Directions:
Without omission or alteration, write out all of the data.
===== Extracted entries =====
impl ConnectorRegistry {
    /// Creates an empty registry.
    pub fn new() -> Self {
        Self::default()
    }

    fn slot(&self, key: &ConnectorKey) -> Option<Slot> {
        self.slots.lock().get(key).cloned()
    }

    fn slot_or_insert(&self, key: &ConnectorKey) -> Slot {
        Arc::clone(self.slots.lock().entry(key.clone()).or_default())
    }

    /// Gives back the caller's reference to `slot`, dropping the slot from the
    /// map when it is empty and nobody else holds it.
    ///
    /// Slots are only cloned under the map lock, so a count of one seen here
    /// cannot grow before the slot is removed.
    fn release(&self, key: &ConnectorKey, slot: Slot) {
        let mut slots = self.slots.lock();
        let Some(current) = slots.get(key) else {
            return;
        };
        if !Arc::ptr_eq(current, &slot) {
            return;
        }
        drop(slot);

        let unused = Arc::strong_count(current) == 1
            && current.try_lock().is_ok_and(|guard| guard.is_none());
        if unused {
            slots.remove(key);
        }
    }

    /// Locks `(connector_type, key)` for a connector that is about to be
    /// established.
    ///
    /// Fails with [`LookupError::DuplicateConnector`] if the key is taken.
    /// Until the reservation is completed or dropped, the key is reported as
    /// [`ConnectorState::Configured`] by [`stats`](Self::stats) and other
    /// operations on the same key wait.
    pub async fn reserve(
        &self,
        connector_type: impl Into<ConnectorTypeId>,
        key: impl Into<String>,
    ) -> CoreResult<ConnectorReservation<'_>> {
        let key = ConnectorKey::new(connector_type, key);

        let guard = self.slot_or_insert(&key).lock_owned().await;
        if guard.is_some() {
            return Err(LookupError::DuplicateConnector { key }.into());
        }

        self.reserved.lock().insert(key.clone());
        debug!(connector = %key, "Reserved connector key");
        Ok(ConnectorReservation {
            registry: self,
            key,
            guard: Some(guard),
        })
    }

    /// Registers a live connector under `(connector_type, key)`.
    ///
    /// Fails with [`LookupError::DuplicateConnector`] if the key is taken and
    /// with [`LookupError::ConnectorTypeMismatch`] if the instance reports a
    /// different connector type.
    pub async fn add_connector(
        &self,
        connector_type: impl Into<ConnectorTypeId>,
        key: impl Into<String>,
        connector: Arc<dyn Connector>,
    ) -> CoreResult<ConnectorHandle> {
        self.reserve(connector_type, key).await?.complete(connector)
    }

    /// Returns the connector registered under `(connector_type, key)`.
    pub async fn get_connector(
        &self,
        connector_type: &ConnectorTypeId,
        key: &str,
    ) -> CoreResult<ConnectorHandle> {
        let key = ConnectorKey::new(connector_type.clone(), key);
        let not_found = || LookupError::ConnectorNotFound { key: key.clone() };

        let slot = self.slot(&key).ok_or_else(not_found)?;
        let handle = slot.lock().await.clone();
        match handle {
            Some(handle) => Ok(handle),
            None => {
                self.release(&key, slot);
                Err(not_found().into())
            }
        }
    }

    /// Disconnects and removes the connector registered under `(connector_type, key)`.
    ///
    /// The connector's `disconnect` hook runs while the key is locked, so a
    /// concurrent lookup on the same key waits and then observes its absence.
    /// A failing hook is logged; the connector is removed regardless.
    pub async fn remove_connector(
        &self,
        connector_type: &ConnectorTypeId,
        key: &str,
    ) -> CoreResult<ConnectorHandle> {
        let key = ConnectorKey::new(connector_type.clone(), key);

        let slot = self
            .slot(&key)
            .ok_or_else(|| LookupError::ConnectorNotFound { key: key.clone() })?;

        let taken = {
            let mut guard = slot.lock().await;
            match guard.take() {
                Some(handle) => {
                    if let Err(e) = handle.connector().disconnect().await {
                        warn!(connector = %key, error = %e, "Connector disconnect hook failed");
                    }
                    handle.set_state(ConnectorState::Disconnected);
                    Some(handle)
                }
                None => None,
            }
        };

        self.release(&key, slot);
        let handle = taken.ok_or_else(|| LookupError::ConnectorNotFound { key: key.clone() })?;
        info!(connector = %key, "Removed connector");
        Ok(handle)
    }

    /// Returns whether a connector is registered under the key.
    pub async fn contains(&self, connector_type: &ConnectorTypeId, key: &str) -> bool {
        self.get_connector(connector_type, key).await.is_ok()
    }

    /// Returns the keys of all registered connectors, sorted.
    ///
    /// Reserved keys are skipped.
    pub async fn keys(&self) -> Vec<ConnectorKey> {
        let mut keys = Vec::new();
        for (key, slot) in self.snapshot() {
            let present = slot.lock().await.is_some();
            if present {
                keys.push(key);
            } else {
                self.release(&key, slot);
            }
        }
        keys.sort();
        keys
    }

    /// Returns the number of registered connectors.
    pub async fn len(&self) -> usize {
        self.keys().await.len()
    }

    /// Returns `true` if no connector is registered.
    pub async fn is_empty(&self) -> bool {
        self.len().await == 0
    }

    /// Disconnects and removes every registered connector.
    ///
    /// Returns the number of connectors removed.
    pub async fn remove_all(&self) -> usize {
        let keys = self.keys().await;
        info!("Removing {} connector(s)", keys.len());

        let mut removed = 0;
        for key in keys {
            if self
                .remove_connector(&key.connector_type, &key.key)
                .await
                .is_ok()
            {
                removed += 1;
            }
        }
        removed
    }

    /// Returns statistics about registered and reserved connectors.
    pub async fn stats(&self) -> ConnectorStats {
        let mut stats = ConnectorStats {
            configured: self.reserved.lock().len(),
            ..Default::default()
        };
        let mut types = HashSet::new();
        for (key, slot) in self.snapshot() {
            let handle = slot.lock().await.clone();
            match handle {
                Some(handle) => {
                    stats.total += 1;
                    if handle.is_connected() {
                        stats.connected += 1;
                    }
                    types.insert(key.connector_type);
                }
                None => self.release(&key, slot),
            }
        }
        stats.types = types.len();
        stats
    }

    /// Clones every slot that is not currently reserved.
    fn snapshot(&self) -> Vec<(ConnectorKey, Slot)> {
        let reserved = self.reserved.lock();
        self.slots
            .lock()
            .iter()
            .filter(|(k, _)| !reserved.contains(*k))
            .map(|(k, s)| (k.clone(), Arc::clone(s)))
            .collect()
    }
}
=====
Response below:
impl ConnectorRegistry {
    /// Creates an empty registry.
    pub fn new() -> Self {
        Self::default()
    }

    fn slot(&self, key: &ConnectorKey) -> Option<Slot> {
        self.slots.lock().get(key).cloned()
    }

    fn slot_or_insert(&self, key: &ConnectorKey) -> Slot {
        Arc::clone(self.slots.lock().entry(key.clone()).or_default())
    }

    /// Gives back the caller's reference to `slot`, dropping the slot from the
    /// map when it is empty and nobody else holds it.
    ///
    /// Slots are only cloned under the map lock, so a count of one seen here
    /// cannot grow before the slot is removed.
    fn release(&self, key: &ConnectorKey, slot: Slot) {
        let mut slots = self.slots.lock();
        let Some(current) = slots.get(key) else {
            return;
        };
        if !Arc::ptr_eq(current, &slot) {
            return;
        }
        drop(slot);

        let unused = Arc::strong_count(current) == 1
            && current.try_lock().is_ok_and(|guard| guard.is_none());
        if unused {
            slots.remove(key);
        }
    }

    /// Locks `(connector_type, key)` for a connector that is about to be
    /// established.
    ///
    /// Fails with [`LookupError::DuplicateConnector`] if the key is taken.
    /// Until the reservation is completed or dropped, the key is reported as
    /// [`ConnectorState::Configured`] by [`stats`](Self::stats) and other
    /// operations on the same key wait.
    pub async fn reserve(
        &self,
        connector_type: impl Into<ConnectorTypeId>,
        key: impl Into<String>,
    ) -> CoreResult<ConnectorReservation<'_>> {
        let key = ConnectorKey::new(connector_type, key);

        let guard = self.slot_or_insert(&key).lock_owned().await;
        if guard.is_some() {
            return Err(LookupError::DuplicateConnector { key }.into());
        }

        self.reserved.lock().insert(key.clone());
        debug!(connector = %key, "Reserved connector key");
        Ok(ConnectorReservation {
            registry: self,
            key,
            guard: Some(guard),
        })
    }

    /// Registers a live connector under `(connector_type, key)`.
    ///
    /// Fails with [`LookupError::DuplicateConnector`] if the key is taken and
    /// with [`LookupError::ConnectorTypeMismatch`] if the instance reports a
    /// different connector type.
    pub async fn add_connector(
        &self,
        connector_type: impl Into<ConnectorTypeId>,
        key: impl Into<String>,
        connector: Arc<dyn Connector>,
    ) -> CoreResult<ConnectorHandle> {
        self.reserve(connector_type, key).await?.complete(connector)
    }

    /// Returns the connector registered under `(connector_type, key)`.
    pub async fn get_connector(
        &self,
        connector_type: &ConnectorTypeId,
        key: &str,
    ) -> CoreResult<ConnectorHandle> {
        let key = ConnectorKey::new(connector_type.clone(), key);
        let not_found = || LookupError::ConnectorNotFound { key: key.clone() };

        let slot = self.slot(&key).ok_or_else(not_found)?;
        let handle = slot.lock().await.clone();
        match handle {
            Some(handle) => Ok(handle),
            None => {
                self.release(&key, slot);
                Err(not_found().into())
            }
        }
    }

    /// Disconnects and removes the connector registered under `(connector_type, key)`.
    ///
    /// The connector's `disconnect` hook runs while the key is locked, so a
    /// concurrent lookup on the same key waits and then observes its absence.
    /// A failing hook is logged; the connector is removed regardless.
    pub async fn remove_connector(
        &self,
        connector_type: &ConnectorTypeId,
        key: &str,
    ) -> CoreResult<ConnectorHandle> {
        let key = ConnectorKey::new(connector_type.clone(), key);

        let slot = self
            .slot(&key)
            .ok_or_else(|| LookupError::ConnectorNotFound { key: key.clone() })?;

        let taken = {
            let mut guard = slot.lock().await;
            match guard.take() {
                Some(handle) => {
                    if let Err(e) = handle.connector().disconnect().await {
                        warn!(connector = %key, error = %e, "Connector disconnect hook failed");
                    }
                    handle.set_state(ConnectorState::Disconnected);
                    Some(handle)
                }
                None => None,
            }
        };

        self.release(&key, slot);
        let handle = taken.ok_or_else(|| LookupError::ConnectorNotFound { key: key.clone() })?;
        info!(connector = %key, "Removed connector");
        Ok(handle)
    }

    /// Returns whether a connector is registered under the key.
    pub async fn contains(&self, connector_type: &ConnectorTypeId, key: &str) -> bool {
        self.get_connector(connector_type, key).await.is_ok()
    }

    /// Returns the keys of all registered connectors, sorted.
    ///
    /// Reserved keys are skipped.
    pub async fn keys(&self) -> Vec<ConnectorKey> {
        let mut keys = Vec::new();
        for (key, slot) in self.snapshot() {
            let present = slot.lock().await.is_some();
            if present {
                keys.push(key);
            } else {
                self.release(&key, slot);
            }
        }
        keys.sort();
        keys
    }

    /// Returns the number of registered connectors.
    pub async fn len(&self) -> usize {
        self.keys().await.len()
    }

    /// Returns `true` if no connector is registered.
    pub async fn is_empty(&self) -> bool {
        self.len().await == 0
    }

    /// Disconnects and removes every registered connector.
    ///
    /// Returns the number of connectors removed.
    pub async fn remove_all(&self) -> usize {
        let keys = self.keys().await;
        info!("Removing {} connector(s)", keys.len());

        let mut removed = 0;
        for key in keys {
            if self
                .remove_connector(&key.connector_type, &key.key)
                .await
                .is_ok()
            {
                removed += 1;
            }
        }
        removed
    }

    /// Returns statistics about registered and reserved connectors.
    pub async fn stats(&self) -> ConnectorStats {
        let mut stats = ConnectorStats {
            configured: self.reserved.lock().len(),
            ..Default::default()
        };
        let mut types = HashSet::new();
        for (key, slot) in self.snapshot() {
            let handle = slot.lock().await.clone();
            match handle {
                Some(handle) => {
                    stats.total += 1;
                    if handle.is_connected() {
                        stats.connected += 1;
                    }
                    types.insert(key.connector_type);
                }
                None => self.release(&key, slot),
            }
        }
        stats.types = types.len();
        stats
    }

    /// Clones every slot that is not currently reserved.
    fn snapshot(&self) -> Vec<(ConnectorKey, Slot)> {
        let reserved = self.reserved.lock();
        self.slots
            .lock()
            .iter()
            .filter(|(k, _)| !reserved.contains(*k))
            .map(|(k, s)| (k.clone(), Arc::clone(s)))
            .collect()
    }
}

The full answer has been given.